– Ну, думаю, ломать морской принцессе пальцы было бы политически недальновидно.
Снова смотрю на него, на этот мягкий рот и высокие скулы, и невольно любуюсь жестокой красотой его лица.
– Ломать не нужно. Справишься сам. Пойдешь к Никасии и очаруешь ее.
Он вскидывает брови.
– Ах, перестань, – говорю я; план складывается в голове по мере того, как я его излагаю. Пусть он не очень мне нравится, но в его эффективности сомнений у меня нет. – Всякий раз, когда я вижу тебя, придворные дамы так и вьются вокруг.
– Я – король, – говорит он.
– Они вьются вокруг тебя гораздо дольше. – Меня раздражает, что приходится объяснять это. Он наверняка и сам знает, как относится к нему народ.
Кардан делает нетерпеливый жест.
– Ты имеешь в виду, с тех пор, когда я был простым принцем?

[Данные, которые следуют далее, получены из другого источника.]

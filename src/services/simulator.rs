//! Simulated motion, one simulator per owner

use std::collections::HashMap;
use std::sync::{Arc, Mutex};

use serde::Deserialize;
use utoipa::ToSchema;
use uuid::Uuid;

use crate::{
    error::{AppError, AppResult},
    models::{tracking::SimulationStatus, UserClaims},
    repository::Repository,
    tracking::{simulator::SimulationSettings, PositionPublisher, Simulator},
};

#[derive(Debug, Deserialize, ToSchema)]
pub struct StartSimulation {
    pub device_id: Option<Uuid>,
}

#[derive(Clone)]
pub struct SimulatorService {
    repository: Repository,
    publisher: PositionPublisher,
    settings: SimulationSettings,
    simulators: Arc<Mutex<HashMap<Uuid, Arc<Simulator>>>>,
}

impl SimulatorService {
    pub fn new(repository: Repository, publisher: PositionPublisher, settings: SimulationSettings) -> Self {
        Self {
            repository,
            publisher,
            settings,
            simulators: Arc::new(Mutex::new(HashMap::new())),
        }
    }

    fn simulator_for(&self, owner: Uuid) -> Arc<Simulator> {
        self.simulators
            .lock()
            .unwrap_or_else(|e| e.into_inner())
            .entry(owner)
            .or_insert_with(|| Arc::new(Simulator::new(self.publisher.clone(), self.settings.clone())))
            .clone()
    }

    fn existing(&self, owner: Uuid) -> Option<Arc<Simulator>> {
        self.simulators
            .lock()
            .unwrap_or_else(|e| e.into_inner())
            .get(&owner)
            .cloned()
    }

    /// Start simulating a device; any running simulation of the owner stops first
    pub async fn start(&self, claims: &UserClaims, request: &StartSimulation) -> AppResult<SimulationStatus> {
        let device_id = request
            .device_id
            .ok_or_else(|| AppError::Validation("Please select a device to simulate".to_string()))?;
        let device = self.repository.devices_get_by_id(device_id).await?;
        claims.require_owner(device.user_id)?;

        Ok(self.simulator_for(claims.sub).start(&device))
    }

    pub fn status(&self, claims: &UserClaims) -> SimulationStatus {
        self.existing(claims.sub)
            .map(|simulator| simulator.status())
            .unwrap_or_else(idle_status)
    }

    pub fn stop(&self, claims: &UserClaims) -> SimulationStatus {
        self.existing(claims.sub)
            .map(|simulator| simulator.stop())
            .unwrap_or_else(idle_status)
    }
}

fn idle_status() -> SimulationStatus {
    SimulationStatus {
        device_id: None,
        running: false,
        current_position: None,
        last_error: None,
    }
}
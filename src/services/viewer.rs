//! Track viewer: map frames and realtime viewers for an owner's devices

use std::sync::Arc;

use crate::{
    config::MapConfig,
    error::AppResult,
    models::UserClaims,
    repository::Repository,
    tracking::{
        map_view::{MapFrame, TrackingMap},
        viewer::ViewerSnapshot,
        ChangeFeed, TrackViewer,
    },
};

#[derive(Clone)]
pub struct ViewerService {
    repository: Repository,
    feed: Arc<ChangeFeed>,
    map: MapConfig,
}

impl ViewerService {
    pub fn new(repository: Repository, feed: Arc<ChangeFeed>, map: MapConfig) -> Self {
        Self { repository, feed, map }
    }

    /// One-shot frame of the caller's devices
    pub async fn map_frame(&self, claims: &UserClaims) -> AppResult<MapFrame> {
        let devices = self.repository.devices_list_for_owner(claims.sub).await?;
        Ok(TrackingMap::new(self.map.clone()).render(&devices))
    }

    /// Subscribe to the caller's device changes, then load the device list
    pub async fn open(&self, claims: &UserClaims) -> AppResult<(TrackViewer, ViewerSnapshot)> {
        let mut viewer = TrackViewer::subscribe(claims.sub, &self.feed, self.map.clone());
        let devices = self.repository.devices_list_for_owner(claims.sub).await?;
        let snapshot = viewer.load(devices);
        tracing::info!(
            "Track viewer opened by {} with {} devices",
            claims.sub,
            snapshot.devices.len()
        );
        Ok((viewer, snapshot))
    }

    /// Reload the viewer's list after it missed changes
    pub async fn reload(&self, viewer: &mut TrackViewer) -> AppResult<ViewerSnapshot> {
        let devices = self.repository.devices_list_for_owner(viewer.owner()).await?;
        tracing::info!("Track viewer for {} resynced", viewer.owner());
        Ok(viewer.load(devices))
    }
}
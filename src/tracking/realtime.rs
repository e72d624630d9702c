//! Realtime change feed for `registered_devices`
//!
//! Postgres notifies the identity of every changed row on [`CHANGE_CHANNEL`]
//! (see the migrations). A listener task re-reads the row and fans the change
//! out over an in-process broadcast bus. Subscribers are scoped to one owner
//! and only see row updates.

use std::sync::Arc;
use std::time::Duration;

use serde::{Deserialize, Serialize};
use serde_json::Value;
use sqlx::postgres::PgListener;
use tokio::sync::broadcast::{self, error::RecvError};
use tokio::task::JoinHandle;
use uuid::Uuid;

use crate::{
    error::AppError,
    models::{Device, DevicePatch},
    repository::Repository,
};

/// NOTIFY channel written by the `registered_devices_notify` trigger
pub const CHANGE_CHANNEL: &str = "registered_devices_changes";

const RECONNECT_DELAY: Duration = Duration::from_secs(5);

#[derive(Debug, Clone, Copy, PartialEq, Eq, Serialize, Deserialize)]
#[serde(rename_all = "UPPERCASE")]
pub enum ChangeKind {
    Insert,
    Update,
    Delete,
}

/// Notification payload: which row changed and how
#[derive(Debug, Clone, Copy, PartialEq, Eq, Serialize, Deserialize)]
pub struct ChangeNotice {
    #[serde(rename = "type")]
    pub kind: ChangeKind,
    pub id: Uuid,
    pub user_id: Uuid,
}

impl ChangeNotice {
    /// Attach the current row image, `None` for deleted rows
    pub fn into_change(self, row: Option<&Device>) -> RowChange {
        let new = row.and_then(|device| match serde_json::to_value(device) {
            Ok(value) => Some(value),
            Err(e) => {
                tracing::warn!("Failed to encode device {}: {}", device.id, e);
                None
            }
        });
        RowChange { kind: self.kind, new }
    }
}

/// One row change with the row as it is now
#[derive(Debug, Clone, PartialEq)]
pub struct RowChange {
    pub kind: ChangeKind,
    pub new: Option<Value>,
}

impl RowChange {
    pub fn update(new: Value) -> Self {
        Self {
            kind: ChangeKind::Update,
            new: Some(new),
        }
    }

    /// Owner of the changed row, read from the new image
    pub fn owner(&self) -> Option<Uuid> {
        self.new
            .as_ref()?
            .get("user_id")?
            .as_str()?
            .parse()
            .ok()
    }

    /// Fields of the new image as a device patch
    pub fn device_patch(&self) -> Option<DevicePatch> {
        let new = self.new.clone()?;
        match serde_json::from_value(new) {
            Ok(patch) => Some(patch),
            Err(e) => {
                tracing::warn!("Ignoring malformed device change: {}", e);
                None
            }
        }
    }
}

/// What a subscriber is told
#[derive(Debug, Clone, PartialEq)]
pub enum FeedEvent {
    Changed(DevicePatch),
    /// Changes were dropped; reload from the database
    Resync,
}

/// In-process fan-out of row changes
pub struct ChangeFeed {
    sender: broadcast::Sender<RowChange>,
}

impl ChangeFeed {
    pub fn new(capacity: usize) -> Self {
        let (sender, _) = broadcast::channel(capacity);
        Self { sender }
    }

    /// Publish a change to all current subscribers; dropped when nobody listens
    pub fn publish(&self, change: RowChange) {
        let _ = self.sender.send(change);
    }

    pub fn receiver_count(&self) -> usize {
        self.sender.receiver_count()
    }

    /// Deliver update events for devices owned by `owner` to `on_event`
    ///
    /// Delivery is at-least-once with no ordering across devices. A
    /// subscriber that falls behind the feed gets [`FeedEvent::Resync`] in
    /// place of the changes it missed. The subscription ends when the
    /// returned handle is dropped.
    pub fn subscribe<F>(&self, owner: Uuid, mut on_event: F) -> Subscription
    where
        F: FnMut(FeedEvent) + Send + 'static,
    {
        let mut receiver = self.sender.subscribe();
        let task = tokio::spawn(async move {
            loop {
                match receiver.recv().await {
                    Ok(change) => {
                        if change.kind != ChangeKind::Update || change.owner() != Some(owner) {
                            continue;
                        }
                        if let Some(patch) = change.device_patch() {
                            on_event(FeedEvent::Changed(patch));
                        }
                    }
                    Err(RecvError::Lagged(skipped)) => {
                        tracing::warn!("Realtime subscriber for {} skipped {} changes, resyncing", owner, skipped);
                        on_event(FeedEvent::Resync);
                    }
                    Err(RecvError::Closed) => {
                        tracing::info!("Realtime feed closed");
                        break;
                    }
                }
            }
        });
        tracing::debug!("Realtime subscription opened for {}", owner);
        Subscription { owner, task }
    }
}

/// Live subscription handle; unsubscribes on drop
#[derive(Debug)]
pub struct Subscription {
    owner: Uuid,
    task: JoinHandle<()>,
}

impl Subscription {
    pub fn unsubscribe(self) {
        drop(self);
    }
}

impl Drop for Subscription {
    fn drop(&mut self) {
        self.task.abort();
        tracing::debug!("Realtime subscription closed for {}", self.owner);
    }
}

/// Forward Postgres change notifications into `feed`
///
/// Reconnects after a delay when the listener connection drops.
pub fn spawn_listener(repository: Repository, feed: Arc<ChangeFeed>) -> JoinHandle<()> {
    tokio::spawn(async move {
        loop {
            if let Err(e) = listen(&repository, &feed).await {
                tracing::error!("Realtime listener on {} failed: {}", CHANGE_CHANNEL, e);
            }
            tokio::time::sleep(RECONNECT_DELAY).await;
        }
    })
}

async fn listen(repository: &Repository, feed: &ChangeFeed) -> Result<(), sqlx::Error> {
    let mut listener = PgListener::connect_with(&repository.pool).await?;
    listener.listen(CHANGE_CHANNEL).await?;
    tracing::info!("Listening for device changes on {}", CHANGE_CHANNEL);

    loop {
        let notification = listener.recv().await?;
        let notice = match serde_json::from_str::<ChangeNotice>(notification.payload()) {
            Ok(notice) => notice,
            Err(e) => {
                tracing::warn!("Ignoring undecodable notification: {}", e);
                continue;
            }
        };
        if feed.receiver_count() == 0 {
            continue;
        }
        if let Some(change) = resolve(repository, notice).await {
            feed.publish(change);
        }
    }
}

/// Re-read the row named by `notice`
async fn resolve(repository: &Repository, notice: ChangeNotice) -> Option<RowChange> {
    if notice.kind == ChangeKind::Delete {
        return Some(notice.into_change(None));
    }
    match repository.devices_get_by_id(notice.id).await {
        Ok(device) => Some(notice.into_change(Some(&device))),
        // deleted before we got to it
        Err(AppError::NotFound(_)) => None,
        Err(e) => {
            tracing::warn!("Failed to reload changed device {}: {}", notice.id, e);
            None
        }
    }
}
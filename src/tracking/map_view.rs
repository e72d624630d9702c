//! Tracking map model
//!
//! Turns the device list into markers and decides when the viewport has to be
//! refitted. Rendering itself belongs to the page.

use serde::Serialize;
use utoipa::ToSchema;
use uuid::Uuid;

use crate::{
    config::MapConfig,
    models::{Coordinates, Device, DeviceStatus},
};

#[derive(Debug, Clone, Copy, PartialEq, Eq, Serialize, ToSchema)]
#[serde(rename_all = "lowercase")]
pub enum MarkerIcon {
    Warning,
    Default,
}

impl MarkerIcon {
    pub fn for_status(status: DeviceStatus) -> Self {
        if status.is_missing() {
            MarkerIcon::Warning
        } else {
            MarkerIcon::Default
        }
    }

    pub fn color(&self) -> &'static str {
        match self {
            MarkerIcon::Warning => "red",
            MarkerIcon::Default => "blue",
        }
    }
}

#[derive(Debug, Clone, PartialEq, Serialize, ToSchema)]
pub struct Popup {
    pub device_name: String,
    pub status: DeviceStatus,
    pub location: Option<String>,
    /// Raw coordinates, six decimals
    pub coordinates: String,
    /// Outbound link to an external map service
    pub map_url: String,
}

#[derive(Debug, Clone, PartialEq, Serialize, ToSchema)]
pub struct Marker {
    pub device_id: Uuid,
    pub position: Coordinates,
    pub icon: MarkerIcon,
    pub color: String,
    pub popup: Popup,
}

#[derive(Debug, Clone, Copy, PartialEq, Serialize, ToSchema)]
pub struct Bounds {
    pub south_west: Coordinates,
    pub north_east: Coordinates,
}

impl Bounds {
    /// Smallest box containing every point; `None` for no points
    pub fn around<'a>(points: impl IntoIterator<Item = &'a Coordinates>) -> Option<Self> {
        points.into_iter().fold(None, |bounds: Option<Bounds>, p| {
            Some(match bounds {
                None => Bounds { south_west: *p, north_east: *p },
                Some(b) => Bounds {
                    south_west: Coordinates::new(
                        b.south_west.latitude.min(p.latitude),
                        b.south_west.longitude.min(p.longitude),
                    ),
                    north_east: Coordinates::new(
                        b.north_east.latitude.max(p.latitude),
                        b.north_east.longitude.max(p.longitude),
                    ),
                },
            })
        })
    }
}

/// Instruction to animate the viewport onto `bounds`
#[derive(Debug, Clone, Copy, PartialEq, Serialize, ToSchema)]
pub struct FitBounds {
    pub bounds: Bounds,
    pub padding_px: u32,
    pub max_zoom: u8,
}

#[derive(Debug, Clone, PartialEq, Serialize, ToSchema)]
pub struct MapFrame {
    /// Initial camera position
    pub center: Coordinates,
    pub zoom: u8,
    pub markers: Vec<Marker>,
    /// Present only when the marker set changed since the last fit
    pub fit: Option<FitBounds>,
}

pub fn external_map_url(position: &Coordinates) -> String {
    format!(
        "https://www.google.com/maps?q={},{}",
        position.latitude, position.longitude
    )
}

pub fn marker_for(device: &Device) -> Option<Marker> {
    let position = device.coordinates()?;
    let icon = MarkerIcon::for_status(device.status);
    Some(Marker {
        device_id: device.id,
        position,
        icon,
        color: icon.color().to_string(),
        popup: Popup {
            device_name: device.device_name.clone(),
            status: device.status,
            location: device.incident_location.clone(),
            coordinates: format!("{:.6}, {:.6}", position.latitude, position.longitude),
            map_url: external_map_url(&position),
        },
    })
}

/// Map state of one viewer: remembers the marker set it last fitted to
#[derive(Debug, Clone)]
pub struct TrackingMap {
    config: MapConfig,
    fitted: Vec<(Uuid, Coordinates)>,
}

impl TrackingMap {
    pub fn new(config: MapConfig) -> Self {
        Self {
            config,
            fitted: Vec::new(),
        }
    }

    /// Build the frame for `devices`; only devices with both coordinates
    /// produce a marker
    pub fn render<'a>(&mut self, devices: impl IntoIterator<Item = &'a Device>) -> MapFrame {
        let markers: Vec<Marker> = devices.into_iter().filter_map(marker_for).collect();
        let points: Vec<(Uuid, Coordinates)> =
            markers.iter().map(|m| (m.device_id, m.position)).collect();

        let fit = if points != self.fitted {
            self.fitted = points;
            Bounds::around(self.fitted.iter().map(|(_, p)| p)).map(|bounds| FitBounds {
                bounds,
                padding_px: self.config.padding_px,
                max_zoom: self.config.max_zoom,
            })
        } else {
            None
        };

        MapFrame {
            center: Coordinates::new(self.config.default_latitude, self.config.default_longitude),
            zoom: self.config.default_zoom,
            markers,
            fit,
        }
    }
}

– Используй свои уловки, – смущаясь, говорю я сердито. – Уверена, они у тебя есть. Она тебя хочет. Это будет нетрудно.
Брови у него так и лезут вверх, хотя выше уже некуда.
– Ты серьезно предлагаешь мне так поступить?
Вздыхаю, понимая необходимость убеждать его в том, что это сработает. Я знаю, что мне поможет, и выкладываю свой аргумент:
– Это Никасия прошла по тайному ходу и стреляла в девушку, которую ты целовал.
– Хочешь сказать, она пыталась убить меня? – спрашивает Кардан. – Скажи честно, Джуд, сколько еще секретов ты хранишь?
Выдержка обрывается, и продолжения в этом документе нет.